We call those three positions ego states in transactional analysis jargon, and what is often observed is that issues, communication problems and conflicts come a lot of the time from being in an ego states that is not the best one to solve that challenge.
I’m sure you’ve been in that situation, where you disagree with someone and instead of both behaving calmly like adults, one of you starts to sulk, give the other one the silent treatment, or gets angry and calls them names. Sounds familiar?! Now would you say that those reactions are appropriate and useful in that context? Apart from some rare exceptions, most often they’re not. Which means we are not operating from the adult ego-states.
Parents are a very good example of that. Have you noticed how quickly we step back into behaving like children around them? Or how often they actually treat us as a child again? Even though we have been adults for a long time? Because it is our natural ego state around each other, so we’re bound to slip back into it.
It is actually quite difficult to not regress, as with people who have been around your life for a long time – such as our parents – a relationship dynamic has been strongly engrained. When you meet someone new, it only takes a few months for a dynamic to be installed, and what I mean by dynamic, is how you relate and behave with each other.
One of my friend always tends to humorously criticise me when she comes around, as if I was a helpless child who doesn’t know what she’s doing. Our dynamic is simply that she steps into the parent ego state and me into the child ego state. That’s how we relate and how we have related for many years now. And trust me, that’s very difficult to change!
When I went to the NLP conference back in November, I asked TA experts how to shift ego states. And they suggested to be extra vigilant and as soon as you spot it, to step back into the adult ego state by disassociating for example. And I’ve tried it over the holidays around my family, and it works, but it requires constant awareness and a lot of work!
And last weekend as I was training my Person Centred NLP/Hypnotherapy course, one of my student suggested a much more effective way to shift those states using Timelines. And I had been so caught up in dealing with it using TA that I didn’t even think of that tool I had taught them only a month ago!
Zoe suggested to float above your timeline, check at which age position you find yourself when you’re interacting with that person, and gently move yourself forward into the present again to handle that situation in a more resourceful way. I think this is one of the best way to permanently shift a well-established dynamic, especially if you make sure to future pace the new interaction in a detailed way.
People are anchors, especially if they’ve been in your life for long, meaning they will trigger in you old automatic responses, whether emotional or behavioural ones.
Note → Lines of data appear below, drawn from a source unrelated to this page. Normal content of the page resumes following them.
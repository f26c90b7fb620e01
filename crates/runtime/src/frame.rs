use foundation::time::Timestamp;

/// One animation tick as seen by the renderer.
///
/// The timestamp comes from the host's frame driver; the index only counts
/// ticks that were actually drawn.
#[derive(Debug, Copy, Clone, PartialEq)]
pub struct Frame {
    /// 0-based tick index.
    pub index: u64,
    pub now: Timestamp,
}

impl Frame {
    pub fn new(index: u64, now: Timestamp) -> Self {
        Self { index, now }
    }

    pub fn next(self, now: Timestamp) -> Self {
        Self::new(self.index + 1, now)
    }
}

#[cfg(test)]
mod tests {
    use super::Frame;
    use foundation::time::Timestamp;

    #[test]
    fn next_advances_index_and_takes_new_time() {
        let f0 = Frame::new(0, Timestamp(16.0));
        let f1 = f0.next(Timestamp(33.0));
        assert_eq!(f1.index, 1);
        assert_eq!(f1.now, Timestamp(33.0));
        assert_eq!(f0, Frame::new(0, Timestamp(16.0)));
    }
}
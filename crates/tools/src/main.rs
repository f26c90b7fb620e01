use std::path::PathBuf;

use clap::{Parser, Subcommand};
use tools::{RenderOptions, describe_dataset, load_config, load_dataset, render};
use tracing::error;
use tracing_subscriber::EnvFilter;

#[derive(Debug, Parser)]
#[command(name = "globe", about = "Render the rotating globe offline")]
struct Cli {
    #[command(subcommand)]
    command: Command,
}

#[derive(Debug, Subcommand)]
enum Command {
    /// Render composited frames at the given times (ms after start) to PNG.
    Render {
        /// GeoJSON world dataset holding the land collection.
        #[arg(long)]
        land: PathBuf,
        /// Frame times in milliseconds; repeat for several frames.
        #[arg(long = "time", required = true)]
        times: Vec<f64>,
        #[arg(long)]
        out: PathBuf,
        /// JSON globe config; missing fields keep their defaults.
        #[arg(long)]
        config: Option<PathBuf>,
        /// Also write each layer on its own.
        #[arg(long)]
        layers: bool,
    },
    /// Print the default config as JSON.
    Config,
    /// Summarize a dataset and check that its land collection resolves.
    Inspect {
        #[arg(long)]
        land: PathBuf,
        #[arg(long)]
        config: Option<PathBuf>,
    },
}

fn main() {
    tracing_subscriber::fmt()
        .with_env_filter(EnvFilter::from_default_env())
        .init();

    if let Err(e) = real_main(Cli::parse()) {
        error!("{e}");
        eprintln!("error: {e}");
        std::process::exit(1);
    }
}

fn real_main(cli: Cli) -> Result<(), String> {
    match cli.command {
        Command::Render {
            land,
            times,
            out,
            config,
            layers,
        } => {
            let config = load_config(config.as_deref())?;
            let dataset = load_dataset(&land)?;
            let opts = RenderOptions {
                out_dir: out,
                times,
                write_layers: layers,
            };
            let report = render(config, dataset, &opts)?;
            for frame in &report.frames {
                println!("{}  {}", frame.blake3, frame.file);
                for layer in &frame.layers {
                    println!("{}  {}", layer.blake3, layer.file);
                }
            }
            Ok(())
        }
        Command::Config => {
            let json = serde_json::to_string_pretty(&globe::GlobeConfig::default())
                .map_err(|e| format!("encode config: {e}"))?;
            println!("{json}");
            Ok(())
        }
        Command::Inspect { land, config } => {
            let config = load_config(config.as_deref())?;
            let dataset = load_dataset(&land)?;
            print!("{}", describe_dataset(&dataset, &config.land_object));
            Ok(())
        }
    }
}
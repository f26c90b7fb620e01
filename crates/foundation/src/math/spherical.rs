use super::Vec3;

/// Geographic coordinates in degrees.
#[derive(Debug, Copy, Clone, PartialEq, Default)]
pub struct LonLat {
    pub lon: f64,
    pub lat: f64,
}

impl LonLat {
    pub const fn new(lon: f64, lat: f64) -> Self {
        Self { lon, lat }
    }

    /// Cartesian point on the unit sphere: x toward (0°, 0°), z toward the north pole.
    pub fn to_unit(self) -> Vec3 {
        let (sin_lat, cos_lat) = self.lat.to_radians().sin_cos();
        let (sin_lon, cos_lon) = self.lon.to_radians().sin_cos();
        Vec3::new(cos_lat * cos_lon, cos_lat * sin_lon, sin_lat)
    }

    pub fn from_unit(v: Vec3) -> Self {
        let lon = v.y.atan2(v.x).to_degrees();
        let lat = v.z.clamp(-1.0, 1.0).asin().to_degrees();
        Self::new(lon, lat)
    }
}

/// Great-circle angle between two unit vectors, in radians.
pub fn angle_between(a: Vec3, b: Vec3) -> f64 {
    // atan2 of |a×b| and a·b stays accurate for tiny and near-antipodal angles.
    a.cross(b).length().atan2(a.dot(b))
}

/// Point at fraction `t` along the great-circle arc from `a` to `b`.
pub fn interpolate_arc(a: Vec3, b: Vec3, t: f64) -> Vec3 {
    let omega = angle_between(a, b);
    if omega < 1e-9 {
        return (a + (b - a) * t).normalize();
    }
    let sin_omega = omega.sin();
    if sin_omega.abs() < 1e-12 {
        // Antipodal endpoints: any great circle works, fall back to a chord.
        return (a + (b - a) * t).normalize();
    }
    let wa = ((1.0 - t) * omega).sin() / sin_omega;
    let wb = (t * omega).sin() / sin_omega;
    a * wa + b * wb
}

/// View rotation in degrees, applied as `rotate([spin, tilt])`:
/// longitudes are shifted by `spin`, then the sphere is pitched by `tilt`
/// about the y axis.
#[derive(Debug, Copy, Clone, PartialEq, Default)]
pub struct Rotation {
    pub spin: f64,
    pub tilt: f64,
}

impl Rotation {
    pub const fn new(spin: f64, tilt: f64) -> Self {
        Self { spin, tilt }
    }

    pub fn apply(&self, v: Vec3) -> Vec3 {
        let (sin_s, cos_s) = self.spin.to_radians().sin_cos();
        let (sin_t, cos_t) = self.tilt.to_radians().sin_cos();
        let x = v.x * cos_s - v.y * sin_s;
        let y = v.x * sin_s + v.y * cos_s;
        let z = v.z;
        Vec3::new(x * cos_t - z * sin_t, y, z * cos_t + x * sin_t)
    }

    pub fn invert(&self, v: Vec3) -> Vec3 {
        let (sin_s, cos_s) = self.spin.to_radians().sin_cos();
        let (sin_t, cos_t) = self.tilt.to_radians().sin_cos();
        let x = v.x * cos_t + v.z * sin_t;
        let z = v.z * cos_t - v.x * sin_t;
        let y = v.y;
        Vec3::new(x * cos_s + y * sin_s, y * cos_s - x * sin_s, z)
    }
}
pub mod layer;
pub mod path;
pub mod raster;
pub mod symbology;
pub mod vector;

pub use layer::*;
pub use path::*;
pub use raster::*;
pub use symbology::*;
pub use vector::*;
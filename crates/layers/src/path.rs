use foundation::math::Vec2;
use vello_cpu::kurbo::{BezPath, Point};

use crate::symbology::{FillStyle, StrokeStyle};

/// Receiver of path segments in surface pixel coordinates.
pub trait PathSink {
    fn move_to(&mut self, p: Vec2);
    fn line_to(&mut self, p: Vec2);
    fn close_path(&mut self);
}

/// A drawing target in the style of a 2d canvas: build a path through
/// [`PathSink`], then fill or stroke it with an explicit style.
pub trait DrawContext: PathSink {
    /// Starts an empty path.
    fn begin_path(&mut self);
    fn fill(&mut self, style: &FillStyle);
    fn stroke(&mut self, style: &StrokeStyle);
    /// Resets the full bounds to transparent.
    fn clear(&mut self);
}

impl PathSink for BezPath {
    fn move_to(&mut self, p: Vec2) {
        BezPath::move_to(self, Point::new(p.x, p.y));
    }

    fn line_to(&mut self, p: Vec2) {
        BezPath::line_to(self, Point::new(p.x, p.y));
    }

    fn close_path(&mut self) {
        BezPath::close_path(self);
    }
}

#[cfg(test)]
mod tests {
    use super::PathSink;
    use foundation::math::Vec2;
    use vello_cpu::kurbo::{BezPath, PathEl, Point};

    #[test]
    fn sink_writes_kurbo_elements() {
        let mut path = BezPath::new();
        PathSink::move_to(&mut path, Vec2::new(0.0, 0.0));
        PathSink::line_to(&mut path, Vec2::new(1.0, 2.0));
        PathSink::close_path(&mut path);
        assert_eq!(
            path.elements(),
            &[
                PathEl::MoveTo(Point::new(0.0, 0.0)),
                PathEl::LineTo(Point::new(1.0, 2.0)),
                PathEl::ClosePath,
            ]
        );
    }
}
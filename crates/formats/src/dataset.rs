use std::collections::BTreeMap;

use scene::LandGeometry;
use serde::Deserialize;
use serde_json::Value;

use crate::geojson::polygons_from_value;

/// Name of the collection holding the landmass boundary.
pub const DEFAULT_LAND_OBJECT: &str = "land";

#[derive(Debug)]
pub enum DatasetError {
    Json(serde_json::Error),
    /// Topology-encoded input has to be converted to GeoJSON before loading.
    TopologyUnsupported,
    MissingObject {
        name: String,
        available: Vec<String>,
    },
    InvalidGeometry {
        name: String,
        reason: String,
    },
    NoLand {
        name: String,
    },
    /// The dataset could not be fetched at all.
    Unavailable(String),
}

impl std::fmt::Display for DatasetError {
    fn fmt(&self, f: &mut std::fmt::Formatter<'_>) -> std::fmt::Result {
        match self {
            DatasetError::Json(e) => write!(f, "dataset is not valid JSON: {e}"),
            DatasetError::TopologyUnsupported => {
                write!(f, "topology-encoded datasets are not supported; convert to GeoJSON")
            }
            DatasetError::MissingObject { name, available } => {
                write!(f, "dataset has no object named {name:?} (found: {available:?})")
            }
            DatasetError::InvalidGeometry { name, reason } => {
                write!(f, "invalid geometry in object {name:?}: {reason}")
            }
            DatasetError::NoLand { name } => {
                write!(f, "object {name:?} contains no polygon boundaries")
            }
            DatasetError::Unavailable(msg) => write!(f, "dataset unavailable: {msg}"),
        }
    }
}

impl std::error::Error for DatasetError {
    fn source(&self) -> Option<&(dyn std::error::Error + 'static)> {
        match self {
            DatasetError::Json(e) => Some(e),
            _ => None,
        }
    }
}

#[derive(Debug, Deserialize)]
#[serde(untagged)]
enum RawDataset {
    Wrapped { objects: BTreeMap<String, Value> },
    Flat(BTreeMap<String, Value>),
}

/// World map document: named GeoJSON collections, or a single bare GeoJSON
/// object that stands in for every name.
#[derive(Debug, Clone, PartialEq)]
pub enum WorldDataset {
    Named(BTreeMap<String, Value>),
    Bare(Value),
}

impl WorldDataset {
    pub fn from_json_str(payload: &str) -> Result<Self, DatasetError> {
        let value: Value = serde_json::from_str(payload).map_err(DatasetError::Json)?;
        Self::from_json_value(value)
    }

    pub fn from_json_value(value: Value) -> Result<Self, DatasetError> {
        match value.get("type").and_then(|v| v.as_str()) {
            Some("Topology") => return Err(DatasetError::TopologyUnsupported),
            Some(_) => return Ok(WorldDataset::Bare(value)),
            None => {}
        }
        let raw: RawDataset = serde_json::from_value(value).map_err(DatasetError::Json)?;
        Ok(match raw {
            RawDataset::Wrapped { objects } => WorldDataset::Named(objects),
            RawDataset::Flat(objects) => WorldDataset::Named(objects),
        })
    }

    pub fn object_names(&self) -> Vec<&str> {
        match self {
            WorldDataset::Named(objects) => objects.keys().map(String::as_str).collect(),
            WorldDataset::Bare(_) => Vec::new(),
        }
    }

    pub fn land(&self) -> Result<LandGeometry, DatasetError> {
        self.extract(DEFAULT_LAND_OBJECT)
    }

    /// Builds the land geometry from the named collection.
    pub fn extract(&self, name: &str) -> Result<LandGeometry, DatasetError> {
        let value = match self {
            WorldDataset::Bare(value) => value,
            WorldDataset::Named(objects) => {
                objects
                    .get(name)
                    .ok_or_else(|| DatasetError::MissingObject {
                        name: name.to_string(),
                        available: objects.keys().cloned().collect(),
                    })?
            }
        };
        let polygons = polygons_from_value(value).map_err(|reason| DatasetError::InvalidGeometry {
            name: name.to_string(),
            reason,
        })?;
        let land = LandGeometry::new(polygons);
        if land.is_empty() {
            return Err(DatasetError::NoLand {
                name: name.to_string(),
            });
        }
        Ok(land)
    }
}
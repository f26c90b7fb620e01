use foundation::math::LonLat;

use crate::geometry::{Geometry, Polygon, drop_closing_duplicate, orient_ring, polygon_contains};

/// Landmass boundary extracted once from the world dataset.
///
/// Always holds a `Geometry::MultiPolygon`; degenerate rings (fewer than three
/// distinct vertices) are dropped at construction, and a polygon whose
/// exterior is degenerate is dropped with its holes. Exterior rings are turned
/// clockwise and holes counterclockwise, so data wound either way fills the
/// same under the nonzero rule.
#[derive(Debug, Clone, PartialEq)]
pub struct LandGeometry {
    geometry: Geometry,
}

impl LandGeometry {
    pub fn new(polygons: Vec<Polygon>) -> Self {
        let polygons = polygons
            .into_iter()
            .filter_map(|rings| {
                let mut rings = rings.into_iter().map(|mut ring| {
                    drop_closing_duplicate(&mut ring);
                    ring
                });
                // Holes mean nothing without their exterior.
                let mut exterior = rings.next().filter(|ring| ring.len() >= 3)?;
                orient_ring(&mut exterior, true);
                let mut polygon: Polygon = vec![exterior];
                polygon.extend(rings.filter(|ring| ring.len() >= 3).map(|mut hole| {
                    orient_ring(&mut hole, false);
                    hole
                }));
                Some(polygon)
            })
            .collect();
        Self {
            geometry: Geometry::MultiPolygon(polygons),
        }
    }

    pub fn geometry(&self) -> &Geometry {
        &self.geometry
    }

    pub fn polygons(&self) -> &[Polygon] {
        match &self.geometry {
            Geometry::MultiPolygon(polygons) => polygons,
            _ => &[],
        }
    }

    pub fn is_empty(&self) -> bool {
        self.polygons().is_empty()
    }

    pub fn contains(&self, p: LonLat) -> bool {
        self.polygons().iter().any(|polygon| polygon_contains(polygon, p))
    }
}

#[cfg(test)]
mod tests {
    use super::LandGeometry;
    use crate::geometry::{GeometryKind, planar_area};
    use foundation::math::LonLat;

    #[test]
    fn strips_closure_and_degenerate_rings() {
        let land = LandGeometry::new(vec![
            vec![vec![
                LonLat::new(0.0, 0.0),
                LonLat::new(0.0, 10.0),
                LonLat::new(10.0, 10.0),
                LonLat::new(10.0, 0.0),
                LonLat::new(0.0, 0.0),
            ]],
            vec![vec![LonLat::new(50.0, 50.0), LonLat::new(51.0, 50.0)]],
        ]);
        assert_eq!(land.polygons().len(), 1);
        assert_eq!(land.polygons()[0][0].len(), 4);
        assert_eq!(land.geometry().kind(), GeometryKind::Area);
    }

    #[test]
    fn contains_checks_every_polygon() {
        let land = LandGeometry::new(vec![vec![vec![
            LonLat::new(-5.0, -5.0),
            LonLat::new(-5.0, 5.0),
            LonLat::new(5.0, 5.0),
            LonLat::new(5.0, -5.0),
        ]]]);
        assert!(land.contains(LonLat::new(0.0, 0.0)));
        assert!(!land.contains(LonLat::new(90.0, 0.0)));
        assert!(LandGeometry::new(Vec::new()).is_empty());
    }

    #[test]
    fn normalizes_winding() {
        // Counterclockwise exterior with a clockwise hole, as RFC 7946 writes them.
        let land = LandGeometry::new(vec![vec![
            vec![
                LonLat::new(0.0, 0.0),
                LonLat::new(10.0, 0.0),
                LonLat::new(10.0, 10.0),
                LonLat::new(0.0, 10.0),
            ],
            vec![
                LonLat::new(4.0, 4.0),
                LonLat::new(4.0, 6.0),
                LonLat::new(6.0, 6.0),
                LonLat::new(6.0, 4.0),
            ],
        ]]);
        let polygon = &land.polygons()[0];
        assert!(planar_area(&polygon[0]) < 0.0);
        assert!(planar_area(&polygon[1]) > 0.0);
    }

    #[test]
    fn degenerate_exterior_drops_its_holes() {
        let land = LandGeometry::new(vec![
            vec![
                vec![LonLat::new(0.0, 0.0), LonLat::new(10.0, 0.0), LonLat::new(0.0, 0.0)],
                vec![
                    LonLat::new(4.0, 4.0),
                    LonLat::new(4.0, 6.0),
                    LonLat::new(6.0, 6.0),
                    LonLat::new(6.0, 4.0),
                ],
            ],
            vec![vec![
                LonLat::new(20.0, 0.0),
                LonLat::new(20.0, 5.0),
                LonLat::new(25.0, 5.0),
                LonLat::new(25.0, 0.0),
            ]],
        ]);
        assert_eq!(land.polygons().len(), 1);
        assert_eq!(land.polygons()[0].len(), 1);
        assert!(!land.contains(LonLat::new(5.0, 5.0)));
        assert!(land.contains(LonLat::new(22.0, 2.0)));
    }
}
If you recognise that this is no longer useful for you to respond in this way, you need to start changing it.
The first step is self-awareness, as in the capacity to know at any given moment how you feel, what’s going on for you, what ego state you’re in and what’s being triggered for you. And then you can either change your state using anchoring processes, or come back into the adult ego state using timelines.
What about you? How are you shifting your ego states? Any other ideas?
2 thoughts on “How do you change your ego states with NLP?”
I love this article. Understanding ego states brought great insight into a couple of my relationships where I and the other person went round and round not the same whole tedious circle of getting nowhere in our communications. Realising which ego states we were both defaulting too has helped me to more or less correct this, or at least understand what is happening! Great article Peggy.
Thanks Hazel, I agree with you, being aware of ego-states, and changing them, is a very good way to improve relationships indeed!